Is ASML Stock a Buy Now?

ASML Holding (NASDAQ: ASML) is a major player in the semiconductor equipment industry, headquartered in the Netherlands. The company specializes in producing lithography systems, which are essential for etching patterns onto silicon wafers. ASML’s clients include some of the biggest chip foundries in the world, such as Taiwan Semiconductor Manufacturing, Samsung, and Intel.

The company’s deep ultraviolet (DUV) lithography systems are used for manufacturing older and larger chips. ASML is also the sole producer of high-end extreme ultraviolet (EUV) lithography systems, which are crucial for creating the smallest, densest, and most energy-efficient chips available.

ASML’s dominance in this technology sector has positioned it as a key player in the semiconductor market. Over the past decade, the company has experienced significant growth, with revenue increasing at a compound annual growth rate (CAGR) of 17% from 2014 to 2024. Additionally, its stock has seen a 610% rally and delivered a total return of 684% with dividends included.

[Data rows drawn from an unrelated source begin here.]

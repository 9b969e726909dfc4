//! RP2040-specific HAL for the pinlock firmware
//!
//! This crate provides RP2040 implementations of the `pinlock-hal` traits:
//!
//! - Emulated EEPROM on a wear-levelled flash partition
//!   (implements `pinlock_hal::ByteStorage`)
//! - Relay output on a GPIO (implements `pinlock_hal::OutputPin`)
//! - Uptime clock from the embassy time driver
//!   (implements `pinlock_hal::UptimeClock`)

#![no_std]

pub mod clock;
pub mod eeprom;
pub mod relay;

pub use clock::EmbassyUptime;
pub use eeprom::Rp2040Eeprom;
pub use relay::RelayOutput;

// Re-export shared types from pinlock-hal for convenience
pub use pinlock_hal::{ByteStorage, StorageKey};
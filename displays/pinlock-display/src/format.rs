//! Text formatting for screen readouts

use core::fmt::Write;

use heapless::String;

/// Longest line that fits the panel at 6 px per character
pub const LINE_LEN: usize = 21;

pub type Line = String<LINE_LEN>;

/// `M:SS` of a remaining duration, seconds truncated
pub fn countdown(remaining_ms: u32) -> Line {
    let minutes = remaining_ms / 60_000;
    let seconds = (remaining_ms % 60_000) / 1000;
    let mut line = Line::new();
    let _ = write!(line, "{}:{:02}", minutes, seconds);
    line
}

/// PIN cells: `* ` per entered digit, `- ` per empty slot
pub fn pin_cells(entered: usize, slots: usize) -> Line {
    let mut line = Line::new();
    for i in 0..slots {
        let _ = line.push_str(if i < entered { "* " } else { "- " });
    }
    line
}

/// `Voltage: 11.75V`
pub fn voltage(volts: f32) -> Line {
    let mut line = Line::new();
    let _ = write!(line, "Voltage: {:.2}V", volts);
    line
}

/// Whole percent, rounded
pub fn percent(value: f32) -> Line {
    let mut line = Line::new();
    let _ = write!(line, "{:.0}%", value);
    line
}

While ASML remains a solid long-term investment, its stock has recently pulled back by over 30% from its peak in July 2024. This decline may present an attractive buying opportunity for patient investors looking to capitalize on the company’s future growth potential.

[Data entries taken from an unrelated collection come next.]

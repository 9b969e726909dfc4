//! SH1106 OLED display driver
//!
//! Driver for 128x64 SH1106-based OLED displays via blocking I2C. Drawing
//! goes to a page-organized frame buffer through `embedded-graphics`;
//! [`DrawSurface::update`] pushes it to the panel.

use core::convert::Infallible;

use embedded_graphics::mono_font::ascii::FONT_6X10;
use embedded_graphics::mono_font::MonoTextStyle;
use embedded_graphics::pixelcolor::BinaryColor;
use embedded_graphics::prelude::*;
use embedded_graphics::primitives::{Line, PrimitiveStyle, Rectangle};
use embedded_graphics::text::{Baseline, Text};
use embedded_hal::i2c::I2c;
use pinlock_core::traits::{DisplayError, DrawMode, DrawSurface, CHAR_WIDTH};

/// SH1106 I2C address (typically 0x3C or 0x3D)
pub const DEFAULT_ADDRESS: u8 = 0x3C;

/// Display dimensions
pub const WIDTH: usize = 128;
pub const HEIGHT: usize = 64;
const PAGES: usize = HEIGHT / 8;

/// The 132-column controller RAM is centered on the 128-column glass
const COLUMN_OFFSET: u8 = 2;

/// SH1106 commands
#[allow(dead_code)]
mod cmd {
    pub const DISPLAY_OFF: u8 = 0xAE;
    pub const DISPLAY_ON: u8 = 0xAF;
    pub const SET_CONTRAST: u8 = 0x81;
    pub const SET_NORMAL: u8 = 0xA6;
    pub const SET_INVERSE: u8 = 0xA7;
    pub const SET_DISPLAY_OFFSET: u8 = 0xD3;
    pub const SET_COM_PINS: u8 = 0xDA;
    pub const SET_VCOM_DETECT: u8 = 0xDB;
    pub const SET_CLOCK_DIV: u8 = 0xD5;
    pub const SET_PRECHARGE: u8 = 0xD9;
    pub const SET_MUX_RATIO: u8 = 0xA8;
    pub const SET_LOW_COLUMN: u8 = 0x00;
    pub const SET_HIGH_COLUMN: u8 = 0x10;
    pub const SET_PAGE_ADDR: u8 = 0xB0;
    pub const SET_START_LINE: u8 = 0x40;
    pub const SET_SEG_REMAP: u8 = 0xA1;
    pub const SET_COM_SCAN_DEC: u8 = 0xC8;
    pub const SET_CHARGE_PUMP: u8 = 0x8D;
}

/// Control byte: command stream follows
const CONTROL_COMMAND: u8 = 0x00;
/// Control byte: display data follows
const CONTROL_DATA: u8 = 0x40;

/// SH1106 OLED driver
pub struct Sh1106<I2C> {
    i2c: I2C,
    address: u8,
    /// Frame buffer (1 bit per pixel, organized as pages)
    buffer: [[u8; WIDTH]; PAGES],
    cursor: Point,
    initialized: bool,
}

impl<I2C: I2c> Sh1106<I2C> {
    /// Create a new SH1106 driver
    pub fn new(i2c: I2C, address: u8) -> Self {
        Self {
            i2c,
            address,
            buffer: [[0; WIDTH]; PAGES],
            cursor: Point::zero(),
            initialized: false,
        }
    }

    /// Initialize the display
    pub fn init(&mut self) -> Result<(), DisplayError> {
        let init_cmds: &[u8] = &[
            cmd::DISPLAY_OFF,
            cmd::SET_CLOCK_DIV,
            0x80, // Default clock
            cmd::SET_MUX_RATIO,
            0x3F, // 64 lines
            cmd::SET_DISPLAY_OFFSET,
            0x00,
            cmd::SET_START_LINE,
            cmd::SET_CHARGE_PUMP,
            0x14,                  // Enable charge pump
            cmd::SET_SEG_REMAP,    // Flip horizontally
            cmd::SET_COM_SCAN_DEC, // Flip vertically
            cmd::SET_COM_PINS,
            0x12, // Alternative COM config
            cmd::SET_CONTRAST,
            0xCF, // High contrast
            cmd::SET_PRECHARGE,
            0xF1,
            cmd::SET_VCOM_DETECT,
            0x40,
            cmd::SET_NORMAL,
            cmd::DISPLAY_ON,
        ];

        for &c in init_cmds {
            self.command(c)?;
        }
        self.initialized = true;
        Ok(())
    }

    /// Set display contrast (0-255)
    pub fn set_contrast(&mut self, contrast: u8) -> Result<(), DisplayError> {
        self.command(cmd::SET_CONTRAST)?;
        self.command(contrast)
    }

    /// Pixel state in the frame buffer; out of range reads as off
    pub fn pixel(&self, x: i32, y: i32) -> bool {
        match Self::locate(x, y) {
            Some((page, column, bit)) => self.buffer[page][column] & bit != 0,
            None => false,
        }
    }

    pub fn release(self) -> I2C {
        self.i2c
    }

    fn set_pixel(&mut self, x: i32, y: i32, on: bool) {
        if let Some((page, column, bit)) = Self::locate(x, y) {
            if on {
                self.buffer[page][column] |= bit;
            } else {
                self.buffer[page][column] &= !bit;
            }
        }
    }

    fn locate(x: i32, y: i32) -> Option<(usize, usize, u8)> {
        let x = usize::try_from(x).ok().filter(|&x| x < WIDTH)?;
        let y = usize::try_from(y).ok().filter(|&y| y < HEIGHT)?;
        Some((y / 8, x, 1 << (y % 8)))
    }

    fn command(&mut self, cmd: u8) -> Result<(), DisplayError> {
        self.i2c
            .write(self.address, &[CONTROL_COMMAND, cmd])
            .map_err(|_| DisplayError::Communication)
    }

    fn style(mode: DrawMode) -> PrimitiveStyle<BinaryColor> {
        match mode {
            DrawMode::Stroke => PrimitiveStyle::with_stroke(BinaryColor::On, 1),
            DrawMode::Fill => PrimitiveStyle::with_fill(BinaryColor::On),
            DrawMode::Clear => PrimitiveStyle::with_fill(BinaryColor::Off),
        }
    }
}

fn infallible<T>(result: Result<T, Infallible>) -> T {
    match result {
        Ok(value) => value,
        Err(never) => match never {},
    }
}

impl<I2C> OriginDimensions for Sh1106<I2C> {
    fn size(&self) -> Size {
        Size::new(WIDTH as u32, HEIGHT as u32)
    }
}

impl<I2C: I2c> DrawTarget for Sh1106<I2C> {
    type Color = BinaryColor;
    type Error = Infallible;

    fn draw_iter<I>(&mut self, pixels: I) -> Result<(), Self::Error>
    where
        I: IntoIterator<Item = Pixel<Self::Color>>,
    {
        for Pixel(point, color) in pixels {
            self.set_pixel(point.x, point.y, color.is_on());
        }
        Ok(())
    }
}

impl<I2C: I2c> DrawSurface for Sh1106<I2C> {
    fn size(&self) -> (u32, u32) {
        (WIDTH as u32, HEIGHT as u32)
    }

    fn clear(&mut self) -> Result<(), DisplayError> {
        for page in self.buffer.iter_mut() {
            page.fill(0);
        }
        self.cursor = Point::zero();
        Ok(())
    }

    fn rect(&mut self, x0: i32, y0: i32, x1: i32, y1: i32, mode: DrawMode) -> Result<(), DisplayError> {
        let rect = Rectangle::with_corners(Point::new(x0, y0), Point::new(x1, y1));
        infallible(rect.into_styled(Self::style(mode)).draw(self));
        Ok(())
    }

    fn line(&mut self, x0: i32, y0: i32, x1: i32, y1: i32, mode: DrawMode) -> Result<(), DisplayError> {
        let color = match mode {
            DrawMode::Clear => BinaryColor::Off,
            DrawMode::Stroke | DrawMode::Fill => BinaryColor::On,
        };
        let line = Line::new(Point::new(x0, y0), Point::new(x1, y1));
        infallible(line.into_styled(PrimitiveStyle::with_stroke(color, 1)).draw(self));
        Ok(())
    }

    fn set_cursor(&mut self, x: i32, y: i32) -> Result<(), DisplayError> {
        if x < 0 || y < 0 || x >= WIDTH as i32 || y >= HEIGHT as i32 {
            return Err(DisplayError::InvalidCoordinates);
        }
        self.cursor = Point::new(x, y);
        Ok(())
    }

    fn print(&mut self, text: &str) -> Result<(), DisplayError> {
        let style = MonoTextStyle::new(&FONT_6X10, BinaryColor::On);
        infallible(Text::with_baseline(text, self.cursor, style, Baseline::Top).draw(self));
        self.cursor.x += text.chars().count() as i32 * CHAR_WIDTH;
        Ok(())
    }

    fn update(&mut self) -> Result<(), DisplayError> {
        if !self.initialized {
            return Err(DisplayError::NotInitialized);
        }
        for page in 0..PAGES {
            self.command(cmd::SET_PAGE_ADDR | page as u8)?;
            self.command(cmd::SET_LOW_COLUMN | COLUMN_OFFSET)?;
            self.command(cmd::SET_HIGH_COLUMN)?;

            let mut data = [0u8; WIDTH + 1];
            data[0] = CONTROL_DATA;
            data[1..].copy_from_slice(&self.buffer[page]);
            self.i2c
                .write(self.address, &data)
                .map_err(|_| DisplayError::Communication)?;
        }
        Ok(())
    }
}

#[cfg(test)]
mod tests {
    use super::*;
    use embedded_hal::i2c::{ErrorKind, ErrorType, Operation};

    #[derive(Default)]
    struct RecordingBus {
        writes: Vec<Vec<u8>>,
        fail: bool,
    }

    impl ErrorType for RecordingBus {
        type Error = ErrorKind;
    }

    impl I2c for RecordingBus {
        fn transaction(&mut self, address: u8, operations: &mut [Operation<'_>]) -> Result<(), ErrorKind> {
            assert_eq!(address, DEFAULT_ADDRESS);
            if self.fail {
                return Err(ErrorKind::Bus);
            }
            for op in operations {
                if let Operation::Write(bytes) = op {
                    self.writes.push(bytes.to_vec());
                }
            }
            Ok(())
        }
    }

    fn display() -> Sh1106<RecordingBus> {
        let mut oled = Sh1106::new(RecordingBus::default(), DEFAULT_ADDRESS);
        oled.init().unwrap();
        oled
    }

    #[test]
    fn test_update_requires_init() {
        let mut oled = Sh1106::new(RecordingBus::default(), DEFAULT_ADDRESS);
        assert_eq!(oled.update(), Err(DisplayError::NotInitialized));
    }

    #[test]
    fn test_init_ends_with_display_on() {
        let oled = display();
        let bus = oled.release();
        assert_eq!(bus.writes.last().unwrap(), &vec![CONTROL_COMMAND, cmd::DISPLAY_ON]);
    }

    #[test]
    fn test_stroke_rect_draws_outline_only() {
        let mut oled = display();
        oled.rect(0, 0, 127, 63, DrawMode::Stroke).unwrap();
        assert!(oled.pixel(0, 0));
        assert!(oled.pixel(127, 63));
        assert!(oled.pixel(64, 0));
        assert!(!oled.pixel(64, 32));
    }

    #[test]
    fn test_fill_and_clear_rect() {
        let mut oled = display();
        oled.rect(10, 10, 20, 20, DrawMode::Fill).unwrap();
        assert!(oled.pixel(15, 15));
        oled.rect(12, 12, 18, 18, DrawMode::Clear).unwrap();
        assert!(!oled.pixel(15, 15));
        assert!(oled.pixel(10, 10));
    }

    #[test]
    fn test_line_and_erase() {
        let mut oled = display();
        oled.line(0, 5, 10, 5, DrawMode::Stroke).unwrap();
        assert!(oled.pixel(5, 5));
        oled.line(0, 5, 10, 5, DrawMode::Clear).unwrap();
        assert!(!oled.pixel(5, 5));
    }

    #[test]
    fn test_print_advances_cursor() {
        let mut oled = display();
        oled.set_cursor(0, 0).unwrap();
        oled.print("AB").unwrap();
        assert_eq!(oled.cursor, Point::new(12, 0));
        assert!((0..12).any(|x| (0..10).any(|y| oled.pixel(x, y))));
    }

    #[test]
    fn test_cursor_bounds() {
        let mut oled = display();
        assert_eq!(oled.set_cursor(128, 0), Err(DisplayError::InvalidCoordinates));
        assert_eq!(oled.set_cursor(0, -1), Err(DisplayError::InvalidCoordinates));
    }

    #[test]
    fn test_update_sends_eight_pages_with_offset() {
        let mut oled = display();
        oled.rect(0, 0, 0, 0, DrawMode::Fill).unwrap();
        let init_writes = 22;
        oled.update().unwrap();

        let bus = oled.release();
        let frame = &bus.writes[init_writes..];
        assert_eq!(frame.len(), PAGES * 4);
        assert_eq!(frame[0], vec![CONTROL_COMMAND, cmd::SET_PAGE_ADDR]);
        assert_eq!(frame[1], vec![CONTROL_COMMAND, cmd::SET_LOW_COLUMN | 2]);
        assert_eq!(frame[3].len(), WIDTH + 1);
        assert_eq!(frame[3][0], CONTROL_DATA);
        assert_eq!(frame[3][1], 0x01);
    }

    #[test]
    fn test_bus_failure() {
        let mut oled = display();
        oled.i2c.fail = true;
        assert_eq!(oled.update(), Err(DisplayError::Communication));
    }
}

In 2022 and 2023, ASML experienced a surge in net sales, driven by increased shipments of DUV and EUV systems, growth in the AI market, stable service revenue, and the rollout of new high-NA EUV systems. However, in 2024, the company saw a slowdown in growth, with net sales rising by only 3% and EPS dipping by 3%. Factors contributing to this deceleration included slower growth in non-AI markets, restrictions on shipping to China, and reduced system upgrades by top customers.

Looking ahead to 2025, ASML anticipates a rebound in sales, with net sales expected to increase by 15% and gross margin expanding to 52%. Analysts project revenue and EPS growth of 14% and 24%, respectively, for the year. Over the next few years, they forecast a CAGR of 10% for revenue and 17% for EPS from 2024 to 2027.

With a forward price-to-earnings ratio of 25 and a 1% dividend yield, ASML’s stock remains reasonably valued. As the company continues to dominate the EUV market, it offers investors a straightforward way to capitalize on the semiconductor industry’s ongoing expansion.

In conclusion, considering ASML’s long-term growth prospects and current valuation, accumulating more shares of the company could be a prudent investment strategy. Despite recent market fluctuations, ASML’s strong position in the semiconductor equipment sector makes it an appealing choice for investors seeking exposure to this rapidly evolving industry.